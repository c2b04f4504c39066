// src/error.rs

use thiserror::Error;

use crate::errno::NativeError;
use crate::platform;

/// Errors produced while allocating, spawning, or driving a PTY session.
///
/// Every variant that wraps a [`NativeError`] carries the failing operation
/// and its errno. Retryable errno values are handled where they occur and
/// never reach this type.
#[derive(Debug, Error)]
pub enum Error {
  /// The runtime library was opened but does not export `symbol`.
  #[error("symbol `{symbol}` is not exported by {library}")]
  SymbolResolution {
    symbol: String,
    library: &'static str,
  },

  /// The platform runtime library could not be opened at all.
  #[error("runtime library {library} could not be opened: {reason}")]
  LibraryUnavailable {
    library: &'static str,
    reason: String,
  },

  /// No free master/slave pair, or the slave device could not be reached.
  #[error("no pseudo-terminal available: {0}")]
  DeviceUnavailable(#[source] NativeError),

  /// Granting or unlocking the slave device was refused.
  #[error("pseudo-terminal permission denied: {0}")]
  PermissionDenied(#[source] NativeError),

  /// Process creation failed, including exec failures reported after fork.
  #[error("spawn failed: {0}")]
  SpawnFailed(#[source] NativeError),

  /// Read, write, or ioctl failure on a PTY descriptor.
  ///
  /// A resize against a descriptor whose child already exited lands here;
  /// callers are expected to log it rather than abort.
  #[error("PTY I/O error: {0}")]
  Io(#[source] NativeError),

  /// The spawn request cannot be turned into C strings or paths.
  #[error("invalid spawn request: {0}")]
  InvalidRequest(String),

  /// Launcher configuration could not be parsed.
  #[error("invalid launcher configuration: {0}")]
  Config(String),
}

impl Error {
  /// The native failure behind this error, if there is one.
  pub fn native(&self) -> Option<&NativeError> {
    match self {
      Error::DeviceUnavailable(e)
      | Error::PermissionDenied(e)
      | Error::SpawnFailed(e)
      | Error::Io(e) => Some(e),
      _ => None,
    }
  }

  pub fn errno(&self) -> Option<i32> {
    self.native().map(NativeError::errno)
  }

  /// True when the attached errno is "no such entry".
  pub fn is_not_found(&self) -> bool {
    self.errno() == Some(platform::ENOENT)
  }
}

/// Result alias used across the crate.
pub type Result<T> = std::result::Result<T, Error>;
******************************
TRY IT
The answer should consist solely of the lines from the first line above through the one with "pub enum Error", both included, repeated exactly.

COMPLETED TASK
repository c2b04f4504c39066
// src/error.rs

use thiserror::Error;

use crate::errno::NativeError;
use crate::platform;

/// Errors produced while allocating, spawning, or driving a PTY session.
///
/// Every variant that wraps a [`NativeError`] carries the failing operation
/// and its errno. Retryable errno values are handled where they occur and
/// never reach this type.
#[derive(Debug, Error)]
pub enum Error {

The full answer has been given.